While I was home-schooling him, Ian had a computer in his bedroom. It was disconnected at night but he had free access to it during the day when he wasn’t in the classroom. He had a limited range of programmes on it, but what he managed with those was nothing short of extraordinary.
The programme Ian loved most was ‘Paint’, a programme which allowed him to make pictures using squares and circles, which he could move around to create a picture. Changing the sizes of the shapes and filling them in with colour meant Ian could reproduce – recognisably – scenes from some of his favourite DVDs.
It took me a while to realise what he was doing. It was only when I saw his bee picture, and recognised it as a scene from Winnie the Pooh, that I understood what he was up to. When I looked at the film of Winnie the Pooh myself and paused it at the scene Ian had recreated, I was astonished at what he had achieved using only circles and squares.
This led me to look more closely at all his other pictures as well. If this one was so accurate, perhaps others were too.
There was a certain amount of guesswork involved because Ian wouldn’t identify where the picture came from, and although his very artistic older brother, Rory, recognised several, we never found out the root of many of them. Sadly, in the end we had to take Ian’s computer away from him because he seemed fixated on only one picture which he created over and over again. It was a close-up of Thomas O’Malley from The AristoCats, in the scene where the tomcat leaps on the milk wagon and terrifies the driver, so Duchess and her three kittens can get aboard and journey back to their beloved Madame in Paris.
It was only months later that I realised that Ian hadn’t been recreating the same picture, what he had in fact been doing was minutely changing each picture, and recreating the DVD footage, frame by frame. He was creating his own animation, which he could flick through on his computer, one picture after another, replaying the scene for himself!
Aside from the computer – which had been a very successful gift – we struggled every year to find Ian a birthday present he would enjoy because his range of interests was so narrow. Then we had a brain-wave and for his birthday that year, we gave Ian a keyboard.

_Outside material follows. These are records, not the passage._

//! Configuration for [`DataSource`](crate::DataSource).
//!
//! Configuration is loaded from TOML with the following resolution order:
//! 1. `--config <path>` (explicit path, must exist)
//! 2. `~/.huginn/config.toml` (user)
//! 3. built-in defaults
//!
//! Everything is read once at startup; nothing is re-read from the
//! environment afterwards.

use std::fmt;
use std::fs;
use std::path::{Path, PathBuf};
use std::str::FromStr;

use serde::Deserialize;

use crate::cache::DEFAULT_CACHE_CAPACITY;
use crate::transport::RetryConfig;
use crate::version;
use crate::{HuginnError, Result};

/// Default assignment server.
pub const DEFAULT_ASSIGNMENT_SERVER: &str = "https://bridges-cs.herokuapp.com";

/// Which family of dataset servers to talk to.
#[derive(Debug, Clone, Copy, PartialEq, Eq, Default)]
pub enum ServerMode {
    /// Production servers.
    #[default]
    Live,
    /// Staging servers (where available).
    Testing,
    /// A data server running on localhost.
    Local,
}

impl ServerMode {
    pub fn as_str(&self) -> &'static str {
        match self {
            ServerMode::Live => "live",
            ServerMode::Testing => "testing",
            ServerMode::Local => "local",
        }
    }

    /// Non-live servers always get verbose protocol logging.
    pub fn forces_debug(&self) -> bool {
        !matches!(self, ServerMode::Live)
    }

    pub fn osm_base_url(&self) -> &'static str {
        match self {
            ServerMode::Local => "http://localhost:3000/",
            _ => "http://bridges-data-server-osm.bridgesuncc.org/",
        }
    }

    pub fn elevation_base_url(&self) -> &'static str {
        match self {
            ServerMode::Local => "http://localhost:3000/",
            _ => "http://bridges-data-server-elevation.bridgesuncc.org/",
        }
    }

    pub fn gutenberg_base_url(&self) -> &'static str {
        match self {
            ServerMode::Local => "http://localhost:3000/",
            ServerMode::Testing => "http://bridges-data-server-gutenberg-t.bridgesuncc.org/",
            ServerMode::Live => "http://bridges-data-server-gutenberg.bridgesuncc.org/",
        }
    }
}

impl FromStr for ServerMode {
    type Err = HuginnError;

    fn from_str(s: &str) -> Result<Self> {
        match s {
            "live" => Ok(ServerMode::Live),
            "testing" => Ok(ServerMode::Testing),
            "local" => Ok(ServerMode::Local),
            other => Err(HuginnError::Configuration(format!(
                "incorrect data server type {other:?}, must be live, testing or local"
            ))),
        }
    }
}

impl fmt::Display for ServerMode {
    fn fmt(&self, f: &mut fmt::Formatter<'_>) -> fmt::Result {
        f.write_str(self.as_str())
    }
}

impl<'de> Deserialize<'de> for ServerMode {
    fn deserialize<D: serde::Deserializer<'de>>(d: D) -> std::result::Result<Self, D::Error> {
        let s = String::deserialize(d)?;
        s.parse().map_err(serde::de::Error::custom)
    }
}

/// Data source configuration.
#[derive(Debug, Clone, PartialEq, Deserialize)]
#[serde(default, deny_unknown_fields)]
pub struct SourceConfig {
    /// Dataset server family (default: live).
    pub server_mode: ServerMode,
    /// Verbose protocol logging (default: false).
    pub debug: bool,
    /// Maximum number of cached documents (default: 120).
    pub cache_capacity: usize,
    /// `User-Agent` sent with every request.
    pub user_agent: String,
    /// Per-request timeout in seconds (default: 60).
    pub timeout_secs: u64,
    /// Server hosting stored assignments.
    pub assignment_server_url: String,
    /// Optional retry policy (disabled by default).
    pub retry: RetryConfig,
}

impl Default for SourceConfig {
    fn default() -> Self {
        Self {
            server_mode: ServerMode::default(),
            debug: false,
            cache_capacity: DEFAULT_CACHE_CAPACITY,
            user_agent: version::default_user_agent(),
            timeout_secs: 60,
            assignment_server_url: DEFAULT_ASSIGNMENT_SERVER.to_string(),
            retry: RetryConfig::default(),
        }
    }
}

impl SourceConfig {
    /// Load configuration from the standard locations.
    ///
    /// An explicit path that does not exist is an error; a missing user
    /// config simply yields the defaults.
    pub fn load(explicit_path: Option<&Path>) -> Result<Self> {
        match Self::resolve_config_path(explicit_path)? {
            Some(path) => Self::load_from_file(&path),
            None => Ok(Self::default()),
        }
    }

    /// Parse a specific config file.
    pub fn load_from_file(path: &Path) -> Result<Self> {
        let content = fs::read_to_string(path).map_err(|e| {
            HuginnError::Configuration(format!("Failed to read config file {path:?}: {e}"))
        })?;
        Self::from_toml(&content).map_err(|e| match e {
            HuginnError::Configuration(msg) => {
                HuginnError::Configuration(format!("Failed to parse config file {path:?}: {msg}"))
            }
            other => other,
        })
    }

    /// Parse configuration from a TOML string.
    pub fn from_toml(content: &str) -> Result<Self> {
        let config: Self =
            toml::from_str(content).map_err(|e| HuginnError::Configuration(e.to_string()))?;
        config.validate()?;
        Ok(config)
    }

    /// Reject settings no data source can run with.
    pub fn validate(&self) -> Result<()> {
        if self.cache_capacity == 0 {
            return Err(HuginnError::Configuration(
                "cache_capacity must be at least 1".to_string(),
            ));
        }
        if self.timeout_secs == 0 {
            return Err(HuginnError::Configuration(
                "timeout_secs must be at least 1".to_string(),
            ));
        }
        Ok(())
    }

    /// Whether verbose protocol logging is on, explicitly or via the server mode.
    pub fn debug_enabled(&self) -> bool {
        self.debug || self.server_mode.forces_debug()
    }

    fn resolve_config_path(explicit: Option<&Path>) -> Result<Option<PathBuf>> {
        if let Some(path) = explicit {
            if path.exists() {
                return Ok(Some(path.to_path_buf()));
            }
            return Err(HuginnError::Configuration(format!(
                "Config file not found: {path:?}"
            )));
        }

        if let Some(home) = dirs::home_dir() {
            let user_config = home.join(".huginn").join("config.toml");
            if user_config.exists() {
                return Ok(Some(user_config));
            }
        }

        Ok(None)
    }
}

At first, he played strange, haunting, other-worldly experimental music. Plinky-plonk tunes that had neither beginning nor end. This kept him busy for quite a while before his interest waned.
Then he went back to it, but this time spent hours shaping chords. He found three that satisfied him, and he repeated these in a sequence for many weeks. Then his interest waned again.
When he came back to the keyboard, he seemed to have a purpose. He fiddled with the notes until he could produce a succession of chords. And it was only when I heard the full progression that I realised what he was up to. The music he had successfully recreated, without training or assistance, was the background music to the opening number in the film, ‘The Lion King’.
And then, wonder of wonders, one afternoon I heard him playing the chords and very quietly, entirely to himself, he sang over the top – “From the day we arrive on the planet and, blinking, step into the sun / There’s more to see than can ever be seen, more to do than can ever be done…”
I stood outside his bedroom and cried. The beauty of that moment was so intense, so huge, and simultaneously so frustrating, I didn’t know what to do with myself. It was so perfect I was breathless, but why-oh-why didn’t I have some recording device with me! I knew I might never hear Ian do this again, and this precious moment would be lost forever.
In his teens, of course, Ian’s voice broke and he could no longer sing all his songs the way he wanted to. His near-perfect pitch was deeply offended by his ‘new’ voice so he stopped singing completely, which was really, really sad.

What an awesome event. You’re so lucky you were there at the right time to hear it.